“Yeah, Lennie. There’ll be msgids.”
In Solaris 8 (7 if you install patch the kernel patch), we changed the format of the messages logged by syslog by adding a new bracketed field at the front. The format if the new field is “[123456 kernel.debug]”. The second part is obviously the facility and level of the message, but what is that first number?
That number is the msgid. The msgid is simply the results of a hash function as applied to the format string passed to the syslog library function. When we added the field, we also made an attempt to make all messages in Solaris unique in the msgid. We were largely successful, although there are exceptions.

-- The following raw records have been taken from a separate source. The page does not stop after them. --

//! Connection bootstrap utilities for SQLite.
//!
//! # Responsibility
//! - Open file or in-memory SQLite connections.
//! - Configure pragmas the deletion engine relies on.
//! - Trigger schema migrations before returning a usable connection.
//!
//! # Invariants
//! - Returned connections have `foreign_keys=ON`.
//! - Returned connections have migrations fully applied.

use super::migrations::apply_migrations;
use super::DbResult;
use log::{error, info};
use rusqlite::Connection;
use std::path::Path;
use std::time::{Duration, Instant};

const BUSY_TIMEOUT: Duration = Duration::from_secs(5);

/// Opens a SQLite database file and applies all pending migrations.
///
/// # Side effects
/// - Emits `db_open` logging events with duration and status.
pub fn open_db(path: impl AsRef<Path>) -> DbResult<Connection> {
    open_with("file", || Connection::open(path))
}

/// Opens an in-memory SQLite database and applies all pending migrations.
///
/// # Side effects
/// - Emits `db_open` logging events with duration and status.
pub fn open_db_in_memory() -> DbResult<Connection> {
    open_with("memory", Connection::open_in_memory)
}

fn open_with(
    mode: &'static str,
    connect: impl FnOnce() -> rusqlite::Result<Connection>,
) -> DbResult<Connection> {
    let started_at = Instant::now();
    info!("event=db_open module=db status=start mode={mode}");

    let mut conn = match connect() {
        Ok(conn) => conn,
        Err(err) => {
            error!(
                "event=db_open module=db status=error mode={} duration_ms={} error_code=db_open_failed error={}",
                mode,
                started_at.elapsed().as_millis(),
                err
            );
            return Err(err.into());
        }
    };

    match bootstrap_connection(&mut conn) {
        Ok(()) => {
            info!(
                "event=db_open module=db status=ok mode={} duration_ms={}",
                mode,
                started_at.elapsed().as_millis()
            );
            Ok(conn)
        }
        Err(err) => {
            error!(
                "event=db_open module=db status=error mode={} duration_ms={} error_code=db_bootstrap_failed error={}",
                mode,
                started_at.elapsed().as_millis(),
                err
            );
            Err(err)
        }
    }
}

fn bootstrap_connection(conn: &mut Connection) -> DbResult<()> {
    conn.execute_batch("PRAGMA foreign_keys = ON;")?;
    conn.busy_timeout(BUSY_TIMEOUT)?;
    apply_migrations(conn)?;
    Ok(())
}
//! Entity node model.
//!
//! # Responsibility
//! - Define the canonical entity record stored in `xm_entity`.
//! - Carry the optimistic-concurrency version used by writers and the
//!   deletion engine.
//!
//! # Invariants
//! - `id` is stable and never reused for another entity.
//! - `version` only ever grows; every persisted mutation increments it.

use serde::{Deserialize, Serialize};
use std::error::Error;
use std::fmt::{Display, Formatter};
use uuid::Uuid;

/// Stable identifier of an entity node.
pub type EntityId = Uuid;

/// Canonical entity record.
#[derive(Debug, Clone, PartialEq, Eq, Serialize, Deserialize)]
#[serde(rename_all = "camelCase")]
pub struct XmEntity {
    pub id: EntityId,
    /// Business key, unique per tenant by convention only.
    pub key: String,
    /// Entity type key; selects the link policies applied on delete.
    pub type_key: String,
    pub name: String,
    /// Optimistic lock counter. Starts at `0` on creation.
    pub version: i64,
    /// Epoch ms. Assigned by storage.
    pub created_at: i64,
    /// Epoch ms. Assigned by storage.
    pub updated_at: i64,
}

impl XmEntity {
    /// Creates a new, not yet persisted entity with a generated id.
    pub fn new(
        key: impl Into<String>,
        type_key: impl Into<String>,
        name: impl Into<String>,
    ) -> Self {
        Self {
            id: Uuid::new_v4(),
            key: key.into(),
            type_key: type_key.into(),
            name: name.into(),
            version: 0,
            created_at: 0,
            updated_at: 0,
        }
    }

    /// Checks field-level invariants before persistence.
    pub fn validate(&self) -> Result<(), EntityValidationError> {
        if self.key.trim().is_empty() {
            return Err(EntityValidationError::BlankKey);
        }
        if self.type_key.trim().is_empty() {
            return Err(EntityValidationError::BlankTypeKey);
        }
        if self.name.is_empty() {
            return Err(EntityValidationError::EmptyName);
        }
        if self.version < 0 {
            return Err(EntityValidationError::NegativeVersion(self.version));
        }
        Ok(())
    }
}

/// Field validation failures for [`XmEntity`].
#[derive(Debug, Clone, PartialEq, Eq)]
pub enum EntityValidationError {
    BlankKey,
    BlankTypeKey,
    EmptyName,
    NegativeVersion(i64),
}

impl Display for EntityValidationError {
    fn fmt(&self, f: &mut Formatter<'_>) -> std::fmt::Result {
        match self {
            Self::BlankKey => write!(f, "entity key must not be blank"),
            Self::BlankTypeKey => write!(f, "entity type key must not be blank"),
            Self::EmptyName => write!(f, "entity name must not be empty"),
            Self::NegativeVersion(version) => {
                write!(f, "entity version must not be negative, got {version}")
            }
        }
    }
}

impl Error for EntityValidationError {}

#[cfg(test)]
mod tests {
    use super::{EntityValidationError, XmEntity};

    #[test]
    fn new_entity_starts_at_version_zero() {
        let entity = XmEntity::new("K-1", "TEST_DELETE", "name");
        assert_eq!(entity.version, 0);
        assert!(entity.validate().is_ok());
    }

    #[test]
    fn validate_rejects_blank_keys() {
        let entity = XmEntity::new("  ", "TEST_DELETE", "name");
        assert_eq!(entity.validate(), Err(EntityValidationError::BlankKey));

        let entity = XmEntity::new("K-1", "", "name");
        assert_eq!(entity.validate(), Err(EntityValidationError::BlankTypeKey));
    }

    #[test]
    fn whitespace_name_is_allowed() {
        let entity = XmEntity::new("K-1", "TEST_DELETE", " ");
        assert!(entity.validate().is_ok());
    }
}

So, what can you do with the msgid? I am glad you asked. Suppose you found a message in the messages file that looked like this: “automountd: [ID 784820 daemon.error] server nfs-server1 not responding”, and you wanted to find out what it means. Well, along with the change in format, we added the “msgid” command, which takes strings on stdin and rewrites them with there hash to stdout. Classic Unix filter. So, what we can do is this:
strings /usr/lib/autofs/automountd | msgid | grep 784820
The result of which is
784820 server %s not responding
So, this tells us that the line of code that produces this message has the exact string “server %s not responding”
on it. So, we go to the file and look for this string and lo and behold…its not there. So we try looking for the beginning part and find that the message is really split across two source lines, and is in file autod_nfs.c at line 982 and from there we can try to work out what it really means, in true “Use the source, Luke” fashion. And aren’t you glad you can use the source now?

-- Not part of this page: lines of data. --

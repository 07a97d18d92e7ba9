use rusqlite::Connection;
use xm_entity_core::db::migrations::latest_version;
use xm_entity_core::db::{open_db, open_db_in_memory, DbError};

const ENTITY_TABLES: [&str; 11] = [
    "xm_entity",
    "link",
    "attachment",
    "comment",
    "tag",
    "calendar",
    "calendar_event",
    "location",
    "rating",
    "vote",
    "function_context",
];

#[test]
fn open_db_in_memory_applies_all_migrations() {
    let conn = open_db_in_memory().unwrap();

    assert_eq!(schema_version(&conn), latest_version());
    for table in ENTITY_TABLES {
        assert_table_exists(&conn, table);
    }
}

#[test]
fn foreign_keys_are_enforced() {
    let conn = open_db_in_memory().unwrap();

    let enabled: i64 = conn
        .query_row("PRAGMA foreign_keys;", [], |row| row.get(0))
        .unwrap();
    assert_eq!(enabled, 1);

    let err = conn
        .execute(
            "INSERT INTO tag (id, xm_entity_id, type_key, name)
             VALUES ('t-1', 'missing-owner', 'TAG', 'orphan');",
            [],
        )
        .unwrap_err();
    assert!(err.to_string().contains("FOREIGN KEY"), "{err}");
}

#[test]
fn opening_same_database_twice_is_idempotent() {
    let dir = tempfile::tempdir().unwrap();
    let path = dir.path().join("entities.db");

    let conn_first = open_db(&path).unwrap();
    assert_eq!(schema_version(&conn_first), latest_version());
    conn_first
        .execute(
            "INSERT INTO xm_entity (id, entity_key, type_key, name, version)
             VALUES ('00000000-0000-0000-0000-000000000001', 'K-1', 'TEST', 'kept', 0);",
            [],
        )
        .unwrap();
    drop(conn_first);

    let conn_second = open_db(&path).unwrap();
    assert_eq!(schema_version(&conn_second), latest_version());
    let count: i64 = conn_second
        .query_row("SELECT COUNT(*) FROM xm_entity;", [], |row| row.get(0))
        .unwrap();
    assert_eq!(count, 1);
}

#[test]
fn opening_database_with_newer_schema_version_returns_error() {
    let dir = tempfile::tempdir().unwrap();
    let path = dir.path().join("future.db");

    let conn = Connection::open(&path).unwrap();
    conn.execute_batch("PRAGMA user_version = 999;").unwrap();
    drop(conn);

    let err = open_db(&path).unwrap_err();
    match err {
        DbError::UnsupportedSchemaVersion {
            db_version,
            latest_supported,
        } => {
            assert_eq!(db_version, 999);
            assert_eq!(latest_supported, latest_version());
        }
        other => panic!("unexpected error: {other}"),
    }
}

fn schema_version(conn: &Connection) -> u32 {
    conn.query_row("PRAGMA user_version;", [], |row| row.get(0))
        .unwrap()
}

fn assert_table_exists(conn: &Connection, table_name: &str) {
    let exists: i64 = conn
        .query_row(
            "SELECT EXISTS(
                SELECT 1
                FROM sqlite_master
                WHERE type = 'table' AND name = ?1
            );",
            [table_name],
            |row| row.get(0),
        )
        .unwrap();
    assert_eq!(exists, 1, "table {table_name} does not exist");
}
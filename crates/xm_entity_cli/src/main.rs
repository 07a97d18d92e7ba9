//! Operator entry point for entity deletion.
//!
//! # Responsibility
//! - Preview (`plan`) or run (`delete`) the cascade deletion of one entity
//!   against the database named in a config file.
//! - Print results as JSON on stdout and errors on stderr.
//!
//! Exit codes: 0 = success, 1 = configuration or store error,
//! 2 = entity not found, 3 = concurrent modification (retry).

use std::path::{Path, PathBuf};
use std::process;

use clap::{Parser, Subcommand};
use log::error;
use serde::Serialize;
use uuid::Uuid;

use xm_entity_core::db::open_db;
use xm_entity_core::{
    init_logging, load_config, CoreConfig, DeleteError, DeletionService, EntityTypeRegistry,
};

/// Entity store maintenance tools.
#[derive(Parser)]
#[command(name = "xm-entity", about = "Entity store maintenance tools")]
struct Cli {
    /// Path to the JSON configuration file.
    #[arg(short, long, default_value = "xm-entity.json")]
    config: PathBuf,

    #[command(subcommand)]
    command: Commands,
}

/// Available subcommands.
#[derive(Subcommand)]
enum Commands {
    /// Show what deleting an entity would remove, without changing anything.
    Plan {
        /// Entity id.
        id: Uuid,
    },
    /// Delete an entity together with its cascade closure.
    Delete {
        /// Entity id.
        id: Uuid,
    },
    /// Print core linkage information.
    Ping,
}

fn main() {
    let cli = Cli::parse();

    let exit_code = match cli.command {
        Commands::Ping => {
            println!("xm_entity_core ping={}", xm_entity_core::ping());
            println!("xm_entity_core version={}", xm_entity_core::core_version());
            0
        }
        Commands::Plan { id } => run(&cli.config, |service| {
            service.plan_delete(id).map(|plan| print_json(&plan))
        }),
        Commands::Delete { id } => run(&cli.config, |service| {
            service.delete_entity(id).map(|ack| print_json(&ack))
        }),
    };
    process::exit(exit_code);
}

/// Loads configuration, opens the store and runs one deletion command.
fn run<F>(config_path: &Path, command: F) -> i32
where
    F: FnOnce(&DeletionService<'_, EntityTypeRegistry>) -> Result<(), DeleteError>,
{
    let config = match load_config(config_path) {
        Ok(config) => config,
        Err(err) => {
            eprintln!("Error: {err}");
            return 1;
        }
    };

    if let Err(message) = start_logging(&config) {
        eprintln!("Error: {message}");
        return 1;
    }

    let registry = match &config.entity_types_path {
        Some(path) => match EntityTypeRegistry::from_path(path) {
            Ok(registry) => registry,
            Err(err) => {
                eprintln!("Error: {err}");
                return 1;
            }
        },
        None => EntityTypeRegistry::new(),
    };

    let conn = match open_db(&config.database_path) {
        Ok(conn) => conn,
        Err(err) => {
            eprintln!(
                "Error: failed to open database '{}': {err}",
                config.database_path.display()
            );
            return 1;
        }
    };

    let service = match DeletionService::try_new(&conn, registry) {
        Ok(service) => service,
        Err(err) => {
            eprintln!("Error: {err}");
            return 1;
        }
    };

    match command(&service) {
        Ok(()) => 0,
        Err(err) => {
            error!(
                "event=cli_command module=cli status=error error_code={} error={}",
                err.code(),
                err
            );
            eprintln!("Error: {err}");
            exit_code_for(&err)
        }
    }
}

fn start_logging(config: &CoreConfig) -> Result<(), String> {
    let Some(log_dir) = &config.log_dir else {
        return Ok(());
    };
    let log_dir = log_dir
        .to_str()
        .ok_or_else(|| format!("log directory is not valid UTF-8: {}", log_dir.display()))?;
    init_logging(config.log_level_or_default(), log_dir)
}

fn exit_code_for(err: &DeleteError) -> i32 {
    match err {
        DeleteError::NotFound(_) => 2,
        _ if err.is_conflict() => 3,
        _ => 1,
    }
}

fn print_json<T: Serialize>(value: &T) {
    match serde_json::to_string_pretty(value) {
        Ok(json) => println!("{json}"),
        Err(err) => eprintln!("Error: failed to render output: {err}"),
    }
}
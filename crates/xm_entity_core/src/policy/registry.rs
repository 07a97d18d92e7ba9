//! Entity-type definitions as a link policy source.
//!
//! # Responsibility
//! - Parse entity-type definitions (JSON) into a lookup table of link delete
//!   actions.
//! - Answer [`LinkPolicySource`] queries from that table.
//!
//! # Invariants
//! - Type-level link entries override top-level link defaults.
//! - Type keys and link keys are unique within their scope.

use super::{DeleteAction, LinkPolicySource, PolicyError};
use log::info;
use serde::Deserialize;
use std::collections::HashMap;
use std::error::Error;
use std::fmt::{Display, Formatter};
use std::path::{Path, PathBuf};

/// Link entry inside a definition document.
#[derive(Debug, Clone, PartialEq, Eq, Deserialize)]
#[serde(rename_all = "camelCase")]
pub struct LinkTypeDefinition {
    pub key: String,
    #[serde(default)]
    pub on_delete: DeleteAction,
}

/// Entity type entry inside a definition document.
#[derive(Debug, Clone, PartialEq, Eq, Deserialize)]
#[serde(rename_all = "camelCase")]
pub struct EntityTypeDefinition {
    pub key: String,
    #[serde(default)]
    pub links: Vec<LinkTypeDefinition>,
}

/// Root of a definition document.
#[derive(Debug, Clone, Default, PartialEq, Eq, Deserialize)]
#[serde(rename_all = "camelCase")]
pub struct EntityTypeDocument {
    /// Link defaults applied regardless of source type.
    #[serde(default)]
    pub links: Vec<LinkTypeDefinition>,
    #[serde(default)]
    pub types: Vec<EntityTypeDefinition>,
}

#[derive(Debug)]
pub enum RegistryError {
    Io { path: PathBuf, source: std::io::Error },
    Parse(serde_json::Error),
    BlankKey,
    DuplicateType(String),
    DuplicateLink { scope: String, key: String },
}

impl Display for RegistryError {
    fn fmt(&self, f: &mut Formatter<'_>) -> std::fmt::Result {
        match self {
            Self::Io { path, source } => {
                write!(f, "failed to read entity types `{}`: {source}", path.display())
            }
            Self::Parse(err) => write!(f, "invalid entity type document: {err}"),
            Self::BlankKey => write!(f, "entity type and link keys must not be blank"),
            Self::DuplicateType(key) => write!(f, "duplicate entity type `{key}`"),
            Self::DuplicateLink { scope, key } => {
                write!(f, "duplicate link `{key}` in `{scope}`")
            }
        }
    }
}

impl Error for RegistryError {
    fn source(&self) -> Option<&(dyn Error + 'static)> {
        match self {
            Self::Io { source, .. } => Some(source),
            Self::Parse(err) => Some(err),
            _ => None,
        }
    }
}

const DEFAULT_SCOPE: &str = "<defaults>";

/// In-memory link policy table built from entity-type definitions.
#[derive(Debug, Clone, Default)]
pub struct EntityTypeRegistry {
    defaults: HashMap<String, DeleteAction>,
    by_type: HashMap<String, HashMap<String, DeleteAction>>,
}

impl EntityTypeRegistry {
    pub fn new() -> Self {
        Self::default()
    }

    /// Builds a registry from a parsed document.
    pub fn from_document(document: EntityTypeDocument) -> Result<Self, RegistryError> {
        let defaults = collect_links(DEFAULT_SCOPE, document.links)?;
        let mut by_type = HashMap::new();
        for entity_type in document.types {
            if entity_type.key.trim().is_empty() {
                return Err(RegistryError::BlankKey);
            }
            let links = collect_links(&entity_type.key, entity_type.links)?;
            if by_type.insert(entity_type.key.clone(), links).is_some() {
                return Err(RegistryError::DuplicateType(entity_type.key));
            }
        }
        Ok(Self { defaults, by_type })
    }

    pub fn from_json_str(json: &str) -> Result<Self, RegistryError> {
        let document: EntityTypeDocument =
            serde_json::from_str(json).map_err(RegistryError::Parse)?;
        Self::from_document(document)
    }

    pub fn from_path(path: impl AsRef<Path>) -> Result<Self, RegistryError> {
        let path = path.as_ref();
        let raw = std::fs::read_to_string(path).map_err(|source| RegistryError::Io {
            path: path.to_path_buf(),
            source,
        })?;
        let registry = Self::from_json_str(&raw)?;
        info!(
            "event=entity_types_load module=policy status=ok types={} default_links={}",
            registry.by_type.len(),
            registry.defaults.len()
        );
        Ok(registry)
    }

    /// Sets the action for a link type regardless of source type.
    pub fn with_default(mut self, link_type_key: &str, action: DeleteAction) -> Self {
        self.defaults.insert(link_type_key.to_string(), action);
        self
    }

    /// Sets the action for a link type leaving entities of `type_key`.
    pub fn with_type_link(
        mut self,
        type_key: &str,
        link_type_key: &str,
        action: DeleteAction,
    ) -> Self {
        self.by_type
            .entry(type_key.to_string())
            .or_default()
            .insert(link_type_key.to_string(), action);
        self
    }

    pub fn lookup(&self, source_type_key: &str, link_type_key: &str) -> Option<DeleteAction> {
        self.by_type
            .get(source_type_key)
            .and_then(|links| links.get(link_type_key))
            .or_else(|| self.defaults.get(link_type_key))
            .copied()
    }
}

impl LinkPolicySource for EntityTypeRegistry {
    fn get_policy(
        &self,
        source_type_key: &str,
        link_type_key: &str,
    ) -> Result<Option<DeleteAction>, PolicyError> {
        Ok(self.lookup(source_type_key, link_type_key))
    }
}

fn collect_links(
    scope: &str,
    links: Vec<LinkTypeDefinition>,
) -> Result<HashMap<String, DeleteAction>, RegistryError> {
    let mut collected = HashMap::with_capacity(links.len());
    for link in links {
        if link.key.trim().is_empty() {
            return Err(RegistryError::BlankKey);
        }
        if collected.insert(link.key.clone(), link.on_delete).is_some() {
            return Err(RegistryError::DuplicateLink {
                scope: scope.to_string(),
                key: link.key,
            });
        }
    }
    Ok(collected)
}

Now, suppose you didn’t want to use the source, but wanted to find out if this has been a problem for other users? Well, if you are a Sun contract customer you could enter “784820 automountd” into SunSolve to see if any one else had the same problem, or you could check Google. Looking at some of the results of either search might give you a clue about the problem.
Now, I admit that this example is a little contrived, since the meaning of the message is reasonably clear and the format of the syslog call is pretty easy to figure out, but sometimes they are much more obscure. The technique is the same irregardless.